- WHAT TO WORK ON: Word for word, restate each of the records below.

[Opening DATA EXCERPTS section]

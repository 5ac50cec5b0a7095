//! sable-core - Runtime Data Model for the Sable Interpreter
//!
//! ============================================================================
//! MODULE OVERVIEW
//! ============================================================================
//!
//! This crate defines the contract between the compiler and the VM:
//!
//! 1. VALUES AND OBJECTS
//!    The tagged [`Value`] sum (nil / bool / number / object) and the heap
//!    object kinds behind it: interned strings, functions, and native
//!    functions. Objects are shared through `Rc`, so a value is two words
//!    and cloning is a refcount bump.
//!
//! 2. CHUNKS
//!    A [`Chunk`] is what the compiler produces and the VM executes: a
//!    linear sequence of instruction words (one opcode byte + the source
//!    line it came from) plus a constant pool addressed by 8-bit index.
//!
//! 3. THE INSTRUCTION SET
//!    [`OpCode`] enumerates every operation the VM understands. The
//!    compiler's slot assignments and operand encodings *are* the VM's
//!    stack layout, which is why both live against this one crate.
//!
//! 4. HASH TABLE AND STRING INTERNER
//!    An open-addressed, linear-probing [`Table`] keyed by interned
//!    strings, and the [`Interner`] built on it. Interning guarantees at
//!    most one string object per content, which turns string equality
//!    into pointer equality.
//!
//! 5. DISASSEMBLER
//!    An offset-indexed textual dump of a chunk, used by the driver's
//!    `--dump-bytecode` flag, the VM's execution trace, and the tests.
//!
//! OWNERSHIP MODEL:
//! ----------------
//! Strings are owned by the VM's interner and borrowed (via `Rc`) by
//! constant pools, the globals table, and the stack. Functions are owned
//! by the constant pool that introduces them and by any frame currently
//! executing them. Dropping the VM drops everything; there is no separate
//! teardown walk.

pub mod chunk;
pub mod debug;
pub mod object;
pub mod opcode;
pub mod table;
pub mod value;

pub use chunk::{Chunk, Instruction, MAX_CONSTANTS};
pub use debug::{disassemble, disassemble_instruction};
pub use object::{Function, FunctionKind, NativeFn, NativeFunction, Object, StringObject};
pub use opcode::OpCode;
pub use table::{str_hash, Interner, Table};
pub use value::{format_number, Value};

[Closing DATA EXCERPTS section]

- ANSWER SPACE:
repository 5ac50cec5b0a7095
//! sable-core - Runtime Data Model for the Sable Interpreter
//!
//! ============================================================================
//! MODULE OVERVIEW
//! ============================================================================
//!
//! This crate defines the contract between the compiler and the VM:
//!
//! 1. VALUES AND OBJECTS
//!    The tagged [`Value`] sum (nil / bool / number / object) and the heap
//!    object kinds behind it: interned strings, functions, and native
//!    functions. Objects are shared through `Rc`, so a value is two words
//!    and cloning is a refcount bump.
//!
//! 2. CHUNKS
//!    A [`Chunk`] is what the compiler produces and the VM executes: a
//!    linear sequence of instruction words (one opcode byte + the source
//!    line it came from) plus a constant pool addressed by 8-bit index.
//!
//! 3. THE INSTRUCTION SET
//!    [`OpCode`] enumerates every operation the VM understands. The
//!    compiler's slot assignments and operand encodings *are* the VM's
//!    stack layout, which is why both live against this one crate.
//!
//! 4. HASH TABLE AND STRING INTERNER
//!    An open-addressed, linear-probing [`Table`] keyed by interned
//!    strings, and the [`Interner`] built on it. Interning guarantees at
//!    most one string object per content, which turns string equality
//!    into pointer equality.
//!
//! 5. DISASSEMBLER
//!    An offset-indexed textual dump of a chunk, used by the driver's
//!    `--dump-bytecode` flag, the VM's execution trace, and the tests.
//!
//! OWNERSHIP MODEL:
//! ----------------
//! Strings are owned by the VM's interner and borrowed (via `Rc`) by
//! constant pools, the globals table, and the stack. Functions are owned
//! by the constant pool that introduces them and by any frame currently
//! executing them. Dropping the VM drops everything; there is no separate
//! teardown walk.

pub mod chunk;
pub mod debug;
pub mod object;
pub mod opcode;
pub mod table;
pub mod value;

pub use chunk::{Chunk, Instruction, MAX_CONSTANTS};
pub use debug::{disassemble, disassemble_instruction};
pub use object::{Function, FunctionKind, NativeFn, NativeFunction, Object, StringObject};
pub use opcode::OpCode;
pub use table::{str_hash, Interner, Table};
pub use value::{format_number, Value};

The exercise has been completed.